Collector Sidney Janis (who had also just retired from the garment industry) spotted the works at a Manhattan gallery that was evaluating them for the Brooklyn Museum, where Hirshfield wanted them to be shown. The gallerist was unimpressed, but Janis felt otherwise and eventually bought Angora Cat, describing it as a “strangely compelling creature . . . sitting possessively upon a remarkable couch.”
That year Janis, who was on the Museum of Modern Art’s advisory committee, debuted the two paintings in a group exhibition that he guest curated there titled “Contemporary Unknown American Artists.” A Newsweek review deemed Hirshfield “the least sophisticated of the lot” but also reproduced Hirshfield’s third-ever painting, Tailor-Made Girl (1939).
Infiltrating the avant-garde
Janis worked to keep Hirshfield in the public eye. He arranged for Girl With Pigeons (1942), of a woman lying supine on a striped couch, awkwardly communing with a bird, to be included in a landmark 1942 exhibition curated by André Breton called “First Papers of Surrealism” at the Whitelaw Reid Mansion in New York City.
Hirshfield “would hold his own against any competition,” claimed critic Clement Greenberg in a 1942 review of Janis’s book, They Taught Themselves: American Primitive Painters of the Twentieth Century. The artist had similar faith in his skills and was quoted in that book as saying his paintings were “better than a camera could do” in picturing his particular reality.
This stamp of approval from the intellectual vanguard of the day may have encouraged collector and gallerist Peggy Guggenheim to buy her first Hirshfield that year through Janis: Nude at the Window (1941), of a woman framed by scalloped curtains that echo her ovoid breasts and belly. Guggenheim reportedly paid $900 (far more than she paid, combined, for works by René Magritte and Piet Mondrian around the same time) and hung it near a Kandinsky landscape, a Duchamp nude, and a Picasso still life in her home on 51st Street in New York.
A solo show at MoMA
The high point of Hirshfield’s career was a 1943 MoMA solo show, curated by Barr, that comprised all 30 of the artist’s paintings to date. It was widely reviewed, though many felt the honor had been squandered on an amateur.
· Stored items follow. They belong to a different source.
impl CombatEngine {
    /// Resolve one swing of `ch` at `victim`.
    pub fn hit(&mut self, ch: CharId, victim: CharId) -> HitOutcome {
        let outcome = self.resolve_swing(ch, victim);
        tracing::debug!(attacker = %ch, victim = %victim, ?outcome, "Swing resolved");
        self.events.hits.push(HitEvent {
            attacker: ch,
            victim,
            outcome: outcome.clone(),
        });
        outcome
    }

    fn resolve_swing(&mut self, ch: CharId, victim: CharId) -> HitOutcome {
        let Some(a) = self.world.character(ch) else {
            return HitOutcome::NotInRoom;
        };
        if !self.world.is_same_room(ch, victim) {
            tracing::error!(attacker = %ch, victim = %victim, "Not in the same room when fighting");
            return HitOutcome::NotInRoom;
        }
        if a.position < Position::Fighting {
            return HitOutcome::NotReady;
        }

        let accurate = self.check_accuracy(ch, victim);

        let weapon = self.world.weapon_of(ch).map(|(_, stats)| stats);
        let (Some(a), Some(v)) = (self.world.character(ch), self.world.character(victim)) else {
            return HitOutcome::NotInRoom;
        };
        let swing = match weapon {
            Some(stats) => Swing {
                kind: stats.hit_kind(),
                damage: stats.damage,
                spirit_bane: stats.spirit_bane,
            },
            None if a.is_npc() => Swing {
                kind: a.natural_attack.unwrap_or(HitKind::Hit),
                damage: 0,
                spirit_bane: false,
            },
            None => Swing {
                kind: HitKind::Hit,
                damage: self.config.barehanded_damage * 10,
                spirit_bane: false,
            },
        };
        let base_ob = a.real_ob();
        let energy = a.energy;
        let evasion = if accurate { 0 } else { evasion_malus(a, v) };
        let dodge_malus = if accurate { 0 } else { v.real_dodge() + evasion };
        let victim_position = v.position;
        let victim_incorporeal = v.is_incorporeal();

        let roll = self.rng.range(1, CRITICAL_ROLL);
        let critical = roll == CRITICAL_ROLL;
        let mut ob = base_ob;
        ob += self.rng.range(1, 55 + ob / 4);
        ob += roll;
        ob -= ob / 8;
        ob -= 40;
        if critical {
            ob += 100;
        }
        ob -= dodge_malus;
        if victim_position < Position::Fighting {
            ob += 10 * (Position::Fighting.rank() - victim_position.rank());
        }

        let ene = self.config.energy_to_hit;
        let outcome = if energy >= ene {
            if let Some(a) = self.world.character_mut(ch) {
                a.energy -= ene;
            }

            if victim_incorporeal {
                if swing.spirit_bane {
                    self.willpower_strike(ch, victim);
                    return HitOutcome::WillpowerStrike;
                }
                self.pass_through(ch, victim);
                return HitOutcome::PassedThrough;
            }

            if ob < 0 && !critical {
                if self.rng.range(0, dodge_malus) < evasion {
                    self.act("$N evades your attack.", ch, Some(victim), To::Char);
                    self.act("You evade $n's attack.", ch, Some(victim), To::Vict);
                    self.act("$N evades $n's attack.", ch, Some(victim), To::NotVict);
                    HitOutcome::Evaded
                } else {
                    self.act("$N dodges your attack.", ch, Some(victim), To::Char);
                    self.act("You dodge $n's attack.", ch, Some(victim), To::Vict);
                    self.act("$N dodges $n's attack.", ch, Some(victim), To::NotVict);
                    HitOutcome::Dodged
                }
            } else {
                if let Some(v) = self.world.character_mut(victim) {
                    if v.position > Position::Stunned {
                        ob -= v.real_parry() * v.current_parry / 100;
                    }
                    v.current_parry = decay_parry(v.current_parry);
                }
                if critical {
                    ob = ob.max(0);
                }

                if ob >= 0 {
                    return self.land_blow(ch, victim, swing, ob, accurate, victim_position);
                }

                self.act("$N parries your attack.", ch, Some(victim), To::Char);
                self.act("You parry $n's attack.", ch, Some(victim), To::Vict);
                self.act("$N parries $n's attack.", ch, Some(victim), To::NotVict);
                let (riposte, killed) = self.check_riposte(ch, victim);
                if killed {
                    return HitOutcome::Parried { riposte };
                }
                self.check_grip(ch);
                self.check_grip(victim);
                HitOutcome::Parried { riposte }
            }
        } else {
            HitOutcome::NoEnergy
        };

        self.follow_through(ch, victim);
        outcome
    }

    fn land_blow(
        &mut self,
        ch: CharId,
        victim: CharId,
        swing: Swing,
        ob: i32,
        accurate: bool,
        victim_position: Position,
    ) -> HitOutcome {
        let Some(body) = self.world.character(victim).map(|v| v.body) else {
            return HitOutcome::NotInRoom;
        };
        let location = body.draw_location(&mut self.rng);

        let Some(a) = self.world.character(ch) else {
            return HitOutcome::NotInRoom;
        };
        let mut dam = swing.damage;
        if a.is_npc() {
            dam /= 2;
        }
        dam += a.damroll * 10;
        let (two_handed, strength) = (a.is_two_handed(), a.abilities.str);
        let roll = self.rng.range(0, 100);
        dam = scale_landed_damage(dam, ob, roll, accurate, two_handed, strength);

        dam = self.find_weakness(ch, victim, dam);
        dam = self.armor_effect(ch, victim, dam, body.armor_slot(location), swing.kind);
        if victim_position < Position::Fighting {
            dam += dam / 2;
        }
        dam = dam.max(0);

        self.apply_damage(ch, victim, dam, AttackKind::Weapon(swing.kind), Some(location));
        if dam > 0 {
            self.check_grip(ch);
        }
        HitOutcome::Landed {
            location,
            damage: dam,
        }
    }

    /// Engagement and wound feedback after a swing that did not land.
    fn follow_through(&mut self, ch: CharId, victim: CharId) {
        let Some(a) = self.world.character(ch) else {
            return;
        };
        if a.fighting != Some(victim)
            && self
                .hooks
                .special_damage(self.hook_ctx(ch, Some(victim)))
                .is_veto()
        {
            return;
        }

        if a.position > Position::Stunned && ch != victim {
            self.engage(ch, victim);
        }
        if self
            .world
            .character(victim)
            .is_some_and(|v| v.position > Position::Stunned)
        {
            self.engage(victim, ch);
            self.remember(victim, ch);
        }

        self.wound_feedback(ch, victim);
        self.flee_if_linkless(victim);
    }

    /// An NPC with memory remembers a mortal player who attacked it.
    pub(crate) fn remember(&mut self, ch: CharId, attacker: CharId) {
        let immortal = self.config.level_immortal;
        let Some(a) = self.world.character(attacker) else {
            return;
        };
        if a.is_npc() || a.level >= immortal {
            return;
        }
        if let Some(c) = self.world.character_mut(ch) {
            if c.has_mob_flag(crate::character::MobFlags::MEMORY) {
                c.memory.insert(attacker);
            }
        }
    }

    /// Careful or aggressive fighters may find an opening that bypasses
    /// the dodge roll.
    fn check_accuracy(&mut self, ch: CharId, victim: CharId) -> bool {
        let Some(a) = self.world.character(ch) else {
            return false;
        };
        if !matches!(a.tactics, Tactics::Careful | Tactics::Aggressive) {
            return false;
        }
        let prob = (a.profs.ranger - a.skill_penalty - a.dodge_penalty) * a.skill(Skill::Accuracy)
            / 100;
        if self.rng.range(0, 100) < prob {
            self.act(
                "You manage to find an opening in $N's defense!",
                ch,
                Some(victim),
                To::Char,
            );
            self.act(
                "$n notices an opening in your defense!",
                ch,
                Some(victim),
                To::Vict,
            );
            return true;
        }
        false
    }

    /// After a parry the defender may strike back. Returns whether a
    /// riposte happened and whether it killed the attacker.
    fn check_riposte(&mut self, ch: CharId, victim: CharId) -> (bool, bool) {
        let Some((_, weapon)) = self.world.weapon_of(victim) else {
            return (false, false);
        };
        let bashed = self.is_bashed(victim);
        let Some(v) = self.world.character(victim) else {
            return (false, false);
        };
        if v.skill(Skill::Riposte) == 0
            || v.is_npc()
            || v.position != Position::Fighting
            || bashed
            || weapon.bulk > 3
        {
            return (false, false);
        }
        let prob = (v.skill(Skill::Riposte) + v.skill(Skill::Stealth) + v.abilities.dex * 5)
            * v.profs.ranger
            / 200;
        let dex = v.abilities.dex.min(20);
        if self.rng.range(0, 99) > prob {
            return (false, false);
        }

        self.act("You riposte $N's attack!", victim, Some(ch), To::Char);
        self.act("$n ripostes your attack!", victim, Some(ch), To::Vict);
        self.act("$n ripostes $N's attack!", victim, Some(ch), To::NotVict);
        let dam = weapon.damage * dex / self.rng.range(50, 100);
        let outcome = self.apply_damage(victim, ch, dam, AttackKind::Weapon(weapon.hit_kind()), None);
        (true, outcome.is_killed())
    }

    /// A one-handed weapon held in both hands can slip.
    pub(crate) fn check_grip(&mut self, ch: CharId) {
        let Some((_, weapon)) = self.world.weapon_of(ch) else {
            return;
        };
        if weapon.bulk > 4 || !self.world.character(ch).is_some_and(Character::is_two_handed) {
            return;
        }
        if self.rng.range(0, 99) < 35 - weapon.bulk {
            if let Some(c) = self.world.character_mut(ch) {
                c.energy -= 300 + (5 - weapon.bulk) * 100;
            }
            self.tell(ch, "You struggle to maintain your grip on your weapon.");
        }
    }

    fn find_weakness(&mut self, ch: CharId, victim: CharId, dam: i32) -> i32 {
        let Some(a) = self.world.character(ch) else {
            return dam;
        };
        if a.is_npc() {
            return dam;
        }
        let warrior = a.profs.warrior;
        let mut prob = a.skill(Skill::FindWeakness) / 3 * warrior / 30;
        if warrior > 30 {
            prob += warrior - 30;
        }
        if prob > self.rng.range(0, 99) {
            self.act("You discover a weakness in $N's defense!", ch, Some(victim), To::Char);
            self.act("$n discovers a weakness in $N's defense!", ch, Some(victim), To::NotVict);
            self.act("$n discovers a weakness in your defense!", ch, Some(victim), To::Vict);
            return dam + dam / 2;
        }
        dam
    }

    fn armor_effect(
        &mut self,
        ch: CharId,
        victim: CharId,
        dam: i32,
        slot: Option<WearSlot>,
        kind: HitKind,
    ) -> i32 {
        let Some(armor) = slot.and_then(|s| self.world.armor_at(victim, s)) else {
            return dam;
        };
        let reduced = armor_reduction(dam, &armor, kind);
        if kind == HitKind::Smite && armor.material == Material::Plate && self.rng.one_in(5) {
            self.tell(ch, "Your opponent's bones crunch loudly.");
            self.tell(victim, "OUCH! You hear a crunching sound and feel a sharp pain.");
            if let Some(room) = self.world.character(ch).map(|c| c.room) {
                self.world
                    .room_broadcast(room, "You hear a crunching sound.", &[ch, victim]);
            }
            return dam + (dam - reduced);
        }
        reduced
    }

    pub(crate) fn pass_through(&mut self, ch: CharId, victim: CharId) {
        self.act("Your blow passes right through $N!", ch, Some(victim), To::Char);
        self.act("$n's blow passes harmlessly through you.", ch, Some(victim), To::Vict);
        self.act("$n's blow passes right through $N!", ch, Some(victim), To::NotVict);
    }

    /// A spirit-bane weapon wounds the will of an incorporeal victim.
    fn willpower_strike(&mut self, ch: CharId, victim: CharId) {
        let Some(a) = self.world.character(ch) else {
            return;
        };
        let (wil, damroll) = (a.abilities.wil, a.damroll);
        let dam = self.rng.range(1, wil.max(1)) + damroll.max(0);
        self.act("Your weapon bites into the spirit of $N!", ch, Some(victim), To::Char);
        self.apply_damage(ch, victim, dam, AttackKind::Mental, None);
    }
}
Referring disparagingly to Hirshfield as the “Master of Two Left Feet,” critic Peyton Boswell pegged him as a clumsy incompetent. “Aside from being in fairly bad taste, crudely drawn, harsh in color and static in design, [the paintings] have yet another defect in common,” he wrote in Art Digest, describing Hirshfield’s twisted perspective, “they are all left-footed.” Already dissatisfied with Barr’s administrative and fundraising skills, MoMa’s president used the exhibition as proof of Barr’s poor leadership and fired him.
The fade into obscurity
When Hirshfield died of a heart attack in 1946 at age 74, Janis (who didn’t open his own gallery until two years later) urged Guggenheim to mount a memorial show at her New York gallery, Art of This Century.
The exhibition opened in 1947 immediately following a Jackson Pollock show and displayed works Hirshfield had painted in the three years after his MoMA solo exhibition. “Hirshfield has made a new world; a bold, revolutionary, colorful world of unsophisticated perspective and curiously shaped inhabitants,” wrote a Town and Country art critic, reviewing the show. “That he did it by accident while believing he was accurately representing our own reality is of no importance. He did it.”
During his brief artistic career Hirshfield had 15 exhibitions, including four solo shows, most arranged through Janis. After his death, his popularity declined. He’s been sparsely shown since, his works shuttered in storerooms and private collections, but museums are again shuffling toward the Master of the Two Left Feet.